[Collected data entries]
★ ★ ★ ★
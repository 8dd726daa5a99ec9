//! vmath - Command-line 2D/3D vector calculator
//!
//! One subcommand per vector operation, built on vmath-core.

use anyhow::Result;
use clap::{Args, Parser, Subcommand};
use tracing_subscriber::{EnvFilter, fmt, layer::SubscriberExt, util::SubscriberInitExt};

mod commands;

#[derive(Parser)]
#[command(name = "vmath")]
#[command(author, version, about = "Command-line 2D/3D vector calculator")]
#[command(long_about = "
A small calculator over 2D and 3D vectors.
Vector arguments are delimited component lists: \"3,4\" or \"1,2,3\".
Binary operations require both vectors to have the same width.

Examples:
  vmath length 3,4                      # Length and squared length
  vmath add 1,2,0 -3,5,0                # Vector sum
  vmath dot 1,0,0 0,1,0                 # Dot product
  vmath cross 1,0,0 0,1,0               # Cross product (3D) / signed area (2D)
  vmath normalize 3,4                   # Unit vector
  vmath lerp 0,0,0 10,20,30 -t 0.25     # Linear blend
  vmath distance 0,0 3,4                # Euclidean distance
  vmath angle 1,1 --degrees             # Polar angle of a 2D vector
  vmath --delimiter ';' length '3;4'    # Custom component delimiter
")]
struct Cli {
    #[command(subcommand)]
    command: Commands,

    /// Component delimiter for vector arguments
    #[arg(long, global = true, default_value = ",")]
    delimiter: char,

    /// Verbose output
    #[arg(short, long, global = true)]
    verbose: bool,
}

#[derive(Subcommand)]
enum Commands {
    /// Print length and squared length of a vector
    #[command(visible_alias = "len")]
    Length(LengthArgs),

    /// Add two vectors
    Add(AddArgs),

    /// Dot product of two vectors
    Dot(DotArgs),

    /// Cross product: 3D vector result, 2D signed area
    Cross(CrossArgs),

    /// Scale a vector to unit length
    #[command(visible_alias = "norm")]
    Normalize(NormalizeArgs),

    /// Linear blend between two vectors
    Lerp(LerpArgs),

    /// Euclidean distance between two points
    #[command(visible_alias = "dist")]
    Distance(DistanceArgs),

    /// Polar angle of a 2D vector
    Angle(AngleArgs),
}

#[derive(Args)]
struct LengthArgs {
    /// Input vector (2 or 3 components)
    #[arg(allow_hyphen_values = true)]
    vector: String,
}

#[derive(Args)]
struct AddArgs {
    /// First vector
    #[arg(allow_hyphen_values = true)]
    a: String,

    /// Second vector
    #[arg(allow_hyphen_values = true)]
    b: String,
}

#[derive(Args)]
struct DotArgs {
    /// First vector
    #[arg(allow_hyphen_values = true)]
    a: String,

    /// Second vector
    #[arg(allow_hyphen_values = true)]
    b: String,
}

#[derive(Args)]
struct CrossArgs {
    /// First vector
    #[arg(allow_hyphen_values = true)]
    a: String,

    /// Second vector
    #[arg(allow_hyphen_values = true)]
    b: String,
}

#[derive(Args)]
struct NormalizeArgs {
    /// Input vector (2 or 3 components)
    #[arg(allow_hyphen_values = true)]
    vector: String,
}

#[derive(Args)]
struct LerpArgs {
    /// Start vector (returned at t = 0)
    #[arg(allow_hyphen_values = true)]
    a: String,

    /// End vector (returned at t = 1)
    #[arg(allow_hyphen_values = true)]
    b: String,

    /// Blend factor
    #[arg(short, long)]
    t: f32,
}

#[derive(Args)]
struct DistanceArgs {
    /// First point
    #[arg(allow_hyphen_values = true)]
    a: String,

    /// Second point
    #[arg(allow_hyphen_values = true)]
    b: String,
}

#[derive(Args)]
struct AngleArgs {
    /// Input 2D vector
    #[arg(allow_hyphen_values = true)]
    vector: String,

    /// Report degrees instead of radians
    #[arg(short, long)]
    degrees: bool,
}

fn main() -> Result<()> {
    let cli = Cli::parse();

    init_tracing(cli.verbose);

    match cli.command {
        Commands::Length(args) => commands::length::run(args, cli.delimiter),
        Commands::Add(args) => commands::add::run(args, cli.delimiter),
        Commands::Dot(args) => commands::dot::run(args, cli.delimiter),
        Commands::Cross(args) => commands::cross::run(args, cli.delimiter),
        Commands::Normalize(args) => commands::normalize::run(args, cli.delimiter),
        Commands::Lerp(args) => commands::lerp::run(args, cli.delimiter),
        Commands::Distance(args) => commands::distance::run(args, cli.delimiter),
        Commands::Angle(args) => commands::angle::run(args, cli.delimiter),
    }
}

/// Stderr logging, filtered by RUST_LOG when set, else by verbosity.
fn init_tracing(verbose: bool) {
    let default_level = if verbose { "debug" } else { "warn" };
    let filter =
        EnvFilter::try_from_default_env().unwrap_or_else(|_| EnvFilter::new(default_level));

    tracing_subscriber::registry()
        .with(filter)
        .with(
            fmt::layer()
                .with_writer(std::io::stderr)
                .with_target(false),
        )
        .init();
}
★ ★ ★ ★
### What is needed
Make an exact copy of all the data.

### Result of this exercise
repository 8dd726daa5a99ec9
//! vmath - Command-line 2D/3D vector calculator
//!
//! One subcommand per vector operation, built on vmath-core.

use anyhow::Result;
use clap::{Args, Parser, Subcommand};
use tracing_subscriber::{EnvFilter, fmt, layer::SubscriberExt, util::SubscriberInitExt};

mod commands;

#[derive(Parser)]
#[command(name = "vmath")]
#[command(author, version, about = "Command-line 2D/3D vector calculator")]
#[command(long_about = "
A small calculator over 2D and 3D vectors.
Vector arguments are delimited component lists: \"3,4\" or \"1,2,3\".
Binary operations require both vectors to have the same width.

Examples:
  vmath length 3,4                      # Length and squared length
  vmath add 1,2,0 -3,5,0                # Vector sum
  vmath dot 1,0,0 0,1,0                 # Dot product
  vmath cross 1,0,0 0,1,0               # Cross product (3D) / signed area (2D)
  vmath normalize 3,4                   # Unit vector
  vmath lerp 0,0,0 10,20,30 -t 0.25     # Linear blend
  vmath distance 0,0 3,4                # Euclidean distance
  vmath angle 1,1 --degrees             # Polar angle of a 2D vector
  vmath --delimiter ';' length '3;4'    # Custom component delimiter
")]
struct Cli {
    #[command(subcommand)]
    command: Commands,

    /// Component delimiter for vector arguments
    #[arg(long, global = true, default_value = ",")]
    delimiter: char,

    /// Verbose output
    #[arg(short, long, global = true)]
    verbose: bool,
}

#[derive(Subcommand)]
enum Commands {
    /// Print length and squared length of a vector
    #[command(visible_alias = "len")]
    Length(LengthArgs),

    /// Add two vectors
    Add(AddArgs),

    /// Dot product of two vectors
    Dot(DotArgs),

    /// Cross product: 3D vector result, 2D signed area
    Cross(CrossArgs),

    /// Scale a vector to unit length
    #[command(visible_alias = "norm")]
    Normalize(NormalizeArgs),

    /// Linear blend between two vectors
    Lerp(LerpArgs),

    /// Euclidean distance between two points
    #[command(visible_alias = "dist")]
    Distance(DistanceArgs),

    /// Polar angle of a 2D vector
    Angle(AngleArgs),
}

#[derive(Args)]
struct LengthArgs {
    /// Input vector (2 or 3 components)
    #[arg(allow_hyphen_values = true)]
    vector: String,
}

#[derive(Args)]
struct AddArgs {
    /// First vector
    #[arg(allow_hyphen_values = true)]
    a: String,

    /// Second vector
    #[arg(allow_hyphen_values = true)]
    b: String,
}

#[derive(Args)]
struct DotArgs {
    /// First vector
    #[arg(allow_hyphen_values = true)]
    a: String,

    /// Second vector
    #[arg(allow_hyphen_values = true)]
    b: String,
}

#[derive(Args)]
struct CrossArgs {
    /// First vector
    #[arg(allow_hyphen_values = true)]
    a: String,

    /// Second vector
    #[arg(allow_hyphen_values = true)]
    b: String,
}

#[derive(Args)]
struct NormalizeArgs {
    /// Input vector (2 or 3 components)
    #[arg(allow_hyphen_values = true)]
    vector: String,
}

#[derive(Args)]
struct LerpArgs {
    /// Start vector (returned at t = 0)
    #[arg(allow_hyphen_values = true)]
    a: String,

    /// End vector (returned at t = 1)
    #[arg(allow_hyphen_values = true)]
    b: String,

    /// Blend factor
    #[arg(short, long)]
    t: f32,
}

#[derive(Args)]
struct DistanceArgs {
    /// First point
    #[arg(allow_hyphen_values = true)]
    a: String,

    /// Second point
    #[arg(allow_hyphen_values = true)]
    b: String,
}

#[derive(Args)]
struct AngleArgs {
    /// Input 2D vector
    #[arg(allow_hyphen_values = true)]
    vector: String,

    /// Report degrees instead of radians
    #[arg(short, long)]
    degrees: bool,
}

fn main() -> Result<()> {
    let cli = Cli::parse();

    init_tracing(cli.verbose);

    match cli.command {
        Commands::Length(args) => commands::length::run(args, cli.delimiter),
        Commands::Add(args) => commands::add::run(args, cli.delimiter),
        Commands::Dot(args) => commands::dot::run(args, cli.delimiter),
        Commands::Cross(args) => commands::cross::run(args, cli.delimiter),
        Commands::Normalize(args) => commands::normalize::run(args, cli.delimiter),
        Commands::Lerp(args) => commands::lerp::run(args, cli.delimiter),
        Commands::Distance(args) => commands::distance::run(args, cli.delimiter),
        Commands::Angle(args) => commands::angle::run(args, cli.delimiter),
    }
}

/// Stderr logging, filtered by RUST_LOG when set, else by verbosity.
fn init_tracing(verbose: bool) {
    let default_level = if verbose { "debug" } else { "warn" };
    let filter =
        EnvFilter::try_from_default_env().unwrap_or_else(|_| EnvFilter::new(default_level));

    tracing_subscriber::registry()
        .with(filter)
        .with(
            fmt::layer()
                .with_writer(std::io::stderr)
                .with_target(false),
        )
        .init();
}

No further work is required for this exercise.